Culture is a powerful, unifying force for every business. Its sheer strength can influence everything from productivity growth and talent retention to open performance conversations and meaningful personal development.

As a continuous experience that extends across every touch point at work, employees should feel like they’re never forgotten, their best interests are always considered, and their long-term goals are actively supported.

However, it seems that no workforce culture is strong enough to achieve such a strong employee-employer relationship. Throughout Gallup News’ decade-long research, very rarely has global employee engagement ticked past the 15 percent mark. Plus, it was recently revealed that only five percent of employees with 10 years or more in tenure are engaged.

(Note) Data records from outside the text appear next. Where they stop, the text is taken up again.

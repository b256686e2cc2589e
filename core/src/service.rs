//! Account service façade.
//!
//! # Design
//! `AccountService` owns whatever implements `AccountOperations` and adds
//! exactly one behaviour on top: create requests are validated first. It is
//! constructed explicitly and holds no other state, so tests inject a fake
//! and production code injects an `AccountApi`.

use tracing::warn;

use crate::error::ApiError;
use crate::types::{Account, AccountData};
use crate::url_builder::Filters;
use crate::validation::validate_account;

/// The operations the accounts API offers.
pub trait AccountOperations {
    /// `GET /v1/organisation/accounts`, optionally filtered.
    fn get_accounts(&self, filters: &Filters) -> Result<Vec<Account>, ApiError>;

    /// `GET /v1/organisation/accounts/{id}`.
    fn get_account(&self, id: &str) -> Result<Account, ApiError>;

    /// `POST /v1/organisation/accounts`.
    fn create_account(&self, data: &AccountData) -> Result<Account, ApiError>;

    /// `DELETE /v1/organisation/accounts/{id}?version={version}`.
    fn delete_account(&self, id: &str, version: i64) -> Result<(), ApiError>;

    /// `GET /v1/health`; Ok only when the API reports `up`.
    fn is_healthy(&self) -> Result<(), ApiError>;
}

#[derive(Debug, Clone)]
pub struct AccountService<O> {
    operations: O,
}

impl<O: AccountOperations> AccountService<O> {
    pub fn new(operations: O) -> Self {
        Self { operations }
    }

    pub fn operations(&self) -> &O {
        &self.operations
    }

    pub fn get_accounts(&self, filters: &Filters) -> Result<Vec<Account>, ApiError> {
        self.operations.get_accounts(filters)
    }

    pub fn get_account(&self, id: &str) -> Result<Account, ApiError> {
        self.operations.get_account(id)
    }

    /// Rejected payloads never reach the underlying operations.
    pub fn create_account(&self, data: &AccountData) -> Result<Account, ApiError> {
        if let Err(e) = validate_account(data) {
            warn!(id = %data.data.id, error = %e, "account rejected before submission");
            return Err(e.into());
        }
        self.operations.create_account(data)
    }

    pub fn delete_account(&self, id: &str, version: i64) -> Result<(), ApiError> {
        self.operations.delete_account(id, version)
    }

    pub fn is_healthy(&self) -> Result<(), ApiError> {
        self.operations.is_healthy()
    }
}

By now, HR leaders and the executives they support are well-aware that employee engagement is a pervasive issue that needs to be tackled. So where’s the disconnect? For global companies, the answer is unlikely about whether the HR strategy is wrong. Instead, it’s a matter of how it’s rolled out to each individual region.

Global Engagement Depends Heavily on Regional Perspectives

The development and acceptance of digitally driven habits have profoundly changed how businesses operate, when people engage with each other, and what consumers value and expect. As the adoption of mobile devices and Internet access continues to accelerate, digital services are now the bare minimum of what people at all stages of life expect as employees and consumers.

However, there’s a myth that the more digital our world becomes, the more people will behave similarly globally. The IDC research report HR Must Deliver on Transformation,” sponsored by SAP SuccessFactors, noted that “the most dangerous way to approach the disruption caused by digital transformation is to apply the same processes and strategies that were relevant in the past.”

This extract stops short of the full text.